Aug 202007
 

Now, I’m not gonna pretend that I know what it’s like to have two balls with a penis swinging between them hanging out between my legs on a daily basis. But, I can’t imagine that it feels very comfortable. I’ll keep my reproductive organs tucked nicely away inside my uterus, thank you very much. In any case, when I saw the “Stool for Balls” over at Random Good Stuff, I instantly knew that there could be no better Manly Monday topic for August 21. ¡¡¡Todos los lunes son “Manly Monday”!!! So, here’s a question for you today. Fellas, is it comfortable to walk around with all that extra junk getting in the way of your manly strides? Do your twig and berries make it harder for you to walk? Would your discomfort be eased if you could spend your seated times comfortably seated in the Stool for Balls? And, for everyone else–ladies and gentlemen alike–would you use and/or purchase the Stool for Balls as a gift for someone?

  8 Responses to “Would You Buy The Stool for Balls?”

  1. and how are you doing…Kona was way cool
    did some diving…rented a Bell helicoper…surfed…and wondered why you werent
    here… think about it have all my shots… hollar back am safe on the eyes…

  2. Haha that’s just such a great/funny idea! I’d buy it as a gag-gift for someone maybe.

  3. Is it just me, or does that stool/ball holder section seem a wee bit small?? Arent most testes larger than that?
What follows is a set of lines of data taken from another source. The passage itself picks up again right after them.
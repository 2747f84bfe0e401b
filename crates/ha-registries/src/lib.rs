//! Home Assistant Registries
//!
//! This crate provides persistent registries for tracking:
//! - Entities (EntityRegistry)
//! - Devices (DeviceRegistry)
//!
//! Both registries use JSON persistence in the `.storage/` directory
//! with versioning.

pub mod storage;

pub mod device_registry;
pub mod entity_registry;

// Re-export main types
pub use storage::{Storable, Storage, StorageError, StorageFile, StorageResult};

pub use entity_registry::{
    DisabledBy, EntityEntry, EntityRegistry, EntityRegistryData, EntityRegistryError,
    EntityUpdate,
};

pub use device_registry::{
    DeviceEntry, DeviceEntryType, DeviceIdentifier, DeviceRegistry, DeviceRegistryData,
    DeviceRegistryError,
};

use std::sync::Arc;

/// Device and entity registries sharing one storage root
pub struct Registries {
    pub storage: Arc<Storage>,
    pub entities: Arc<EntityRegistry>,
    pub devices: Arc<DeviceRegistry>,
}

impl Registries {
    /// Create new registries with the given config directory
    pub fn new(config_dir: impl AsRef<std::path::Path>) -> Self {
        let storage = Arc::new(Storage::new(config_dir));

        Self {
            entities: Arc::new(EntityRegistry::new(storage.clone())),
            devices: Arc::new(DeviceRegistry::new(storage.clone())),
            storage,
        }
    }

    /// Load all registries from storage
    pub async fn load_all(&self) -> StorageResult<()> {
        self.entities.load().await?;
        self.devices.load().await?;
        Ok(())
    }

    /// Save all registries to storage
    pub async fn save_all(&self) -> StorageResult<()> {
        self.entities.save().await?;
        self.devices.save().await?;
        Ok(())
    }
}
That looks like it could be kinda uncomfortable! lol

    I like your Manly Mondays. Over at my blog, I have Manic Mondays, where I feature a different alternative song – come check it out!
    L

  4. Damn, lola took my comment! I was gonna say “My stool for balls would have to be a whole lot bigger than that”. Consarnit.
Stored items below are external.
//! Core types for Home Assistant
//!
//! This crate provides the vocabulary shared between the host and its
//! integrations: entity platforms and the well-known configuration keys
//! stored in config entry data.

mod platform;

pub use platform::{Platform, PlatformError};

/// Well-known keys of config entry data (matches `homeassistant.const`)
pub mod conf {
    /// Host name or address of a remote service
    pub const CONF_HOST: &str = "host";

    /// Display name chosen by the user
    pub const CONF_NAME: &str = "name";
}
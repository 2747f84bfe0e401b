//! Home Assistant Built-in Components
//!
//! This crate contains implementations of Home Assistant's built-in components
//! (integrations) that don't require Python.

pub mod minecraft_server;

pub use minecraft_server::{
    CoordinatorTable, MinecraftServer, MinecraftServerConfig, MinecraftServerCoordinator,
    MinecraftServerError, ServerStatus, StatusError, StatusSource,
};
    I dunno, this could be a good idea – I already have one of those bike seats with the gap in the middle of it so it won’t chafe your fun parts. Maybe ball seats are going to be this year’s must-have Christmas item.
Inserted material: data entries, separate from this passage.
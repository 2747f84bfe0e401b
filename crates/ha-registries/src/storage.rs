//! Versioned JSON persistence in the `.storage/` directory
//!
//! Every persisted collection (config entries, devices, entities) is one file
//! named after its storage key, wrapped in a version envelope:
//!
//! ```json
//! {
//!   "version": 1,
//!   "minor_version": 12,
//!   "key": "core.device_registry",
//!   "data": { ... }
//! }
//! ```

use serde::{de::DeserializeOwned, Deserialize, Serialize};
use std::path::{Path, PathBuf};
use thiserror::Error;
use tokio::fs;
use tracing::{debug, warn};

/// Storage errors
#[derive(Debug, Error)]
pub enum StorageError {
    #[error("IO error: {0}")]
    Io(#[from] std::io::Error),

    #[error("JSON serialization error: {0}")]
    Json(#[from] serde_json::Error),

    #[error("Storage key mismatch: file {path:?} holds {found}, expected {expected}")]
    KeyMismatch {
        path: PathBuf,
        expected: String,
        found: String,
    },

    #[error("Storage {key} was written by a newer version ({found} > {supported})")]
    UnsupportedVersion {
        key: String,
        supported: u32,
        found: u32,
    },
}

/// Result type for storage operations
pub type StorageResult<T> = Result<T, StorageError>;

/// Version envelope around persisted data
#[derive(Debug, Clone, Serialize, Deserialize)]
pub struct StorageFile<T> {
    /// Major version, bumped on breaking layout changes
    pub version: u32,
    /// Minor version, bumped on additive changes
    pub minor_version: u32,
    /// Storage key (file name)
    pub key: String,
    pub data: T,
}

/// A collection that lives in its own storage file
pub trait Storable: Serialize + DeserializeOwned {
    /// Storage key (file name under `.storage/`)
    const KEY: &'static str;
    /// Current major version
    const VERSION: u32;
    /// Current minor version
    const MINOR_VERSION: u32;
}

/// Handle on a config directory's `.storage/` folder
#[derive(Debug, Clone)]
pub struct Storage {
    storage_dir: PathBuf,
}

impl Storage {
    /// Create a storage handle for the given config directory
    pub fn new(config_dir: impl AsRef<Path>) -> Self {
        Self {
            storage_dir: config_dir.as_ref().join(".storage"),
        }
    }

    /// Path of the `.storage/` directory
    pub fn storage_dir(&self) -> &Path {
        &self.storage_dir
    }

    /// Path of the file backing a storage key
    pub fn file_path(&self, key: &str) -> PathBuf {
        self.storage_dir.join(key)
    }

    /// Check whether a storage key has been written
    pub fn exists(&self, key: &str) -> bool {
        self.file_path(key).exists()
    }

    /// Load a collection, returning `None` when it was never saved.
    ///
    /// Files with an older major version are accepted (serde defaults fill
    /// missing fields); files from a newer major version are refused.
    pub async fn load<T: Storable>(&self) -> StorageResult<Option<StorageFile<T>>> {
        let path = self.file_path(T::KEY);
        if !path.exists() {
            debug!("Storage file not found: {}", T::KEY);
            return Ok(None);
        }

        let content = fs::read_to_string(&path).await?;
        let file: StorageFile<T> = serde_json::from_str(&content)?;

        if file.key != T::KEY {
            return Err(StorageError::KeyMismatch {
                path,
                expected: T::KEY.to_string(),
                found: file.key,
            });
        }
        if file.version > T::VERSION {
            return Err(StorageError::UnsupportedVersion {
                key: T::KEY.to_string(),
                supported: T::VERSION,
                found: file.version,
            });
        }
        if file.version < T::VERSION || file.minor_version < T::MINOR_VERSION {
            warn!(
                "Storage {} is at v{}.{}, will be rewritten as v{}.{} on next save",
                T::KEY,
                file.version,
                file.minor_version,
                T::VERSION,
                T::MINOR_VERSION
            );
        }

        debug!(
            "Loaded storage file: {} (v{}.{})",
            T::KEY,
            file.version,
            file.minor_version
        );
        Ok(Some(file))
    }

    /// Save a collection at its current version.
    ///
    /// The file is written to `<key>.tmp` first and renamed into place.
    pub async fn save<T: Storable>(&self, data: &T) -> StorageResult<()> {
        if !self.storage_dir.exists() {
            fs::create_dir_all(&self.storage_dir).await?;
            debug!("Created storage directory: {:?}", self.storage_dir);
        }

        let envelope = StorageFile {
            version: T::VERSION,
            minor_version: T::MINOR_VERSION,
            key: T::KEY.to_string(),
            data,
        };
        let content = serde_json::to_string_pretty(&envelope)?;

        let path = self.file_path(T::KEY);
        let temp_path = self.file_path(&format!("{}.tmp", T::KEY));
        fs::write(&temp_path, &content).await?;
        fs::rename(&temp_path, &path).await?;

        debug!(
            "Saved storage file: {} (v{}.{})",
            T::KEY,
            T::VERSION,
            T::MINOR_VERSION
        );
        Ok(())
    }
}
    Someone should send this to Dave Barry.

  5. And to your question about whether my “twig and berries” get in the way:

    first of all, “berries”, maybe”, but “twig” – hardly. If I sprain an ankle I use it as a crutch. So I’d have to say, maybe it gets in the way, but sometimes it can really come in handy (pun not intended… well maybe a little bit intended).

  6. That is hilarious!

    And so comfortable looking.

  7. @ David B: Nice to hear you had a good time.

    @ Darwin: If I were dating someone seriously right now, this would soooo be his next “gag” birthday present.

    @ lola: If the stool/ball holder looks too small, you’ve been a lucky girl with a lot of GOOD TIMES in your life! I’m jealous. By the way, glad you like Manly Mondays. Thanks for pointing me to your blog; I’ll definitely check it out.

    @ Baba Doodlius: I didn’t even know that they made bike seats like that!! :) Now, about this twig and berries thing … So — when it comes to general discomfort — it sounds like the twig isn’t the problem, the berries are the culprit?

    @ Howard: It *does* look comfy doesn’t it? :)

  8. the hole in the bike seat is actually there to prevent prostate damage to hard core bikers who spend a lot of time in the saddle.

    my balls and dick would fit nicely in that seat. but i’m built more like david (michelangelo) than john (holmes).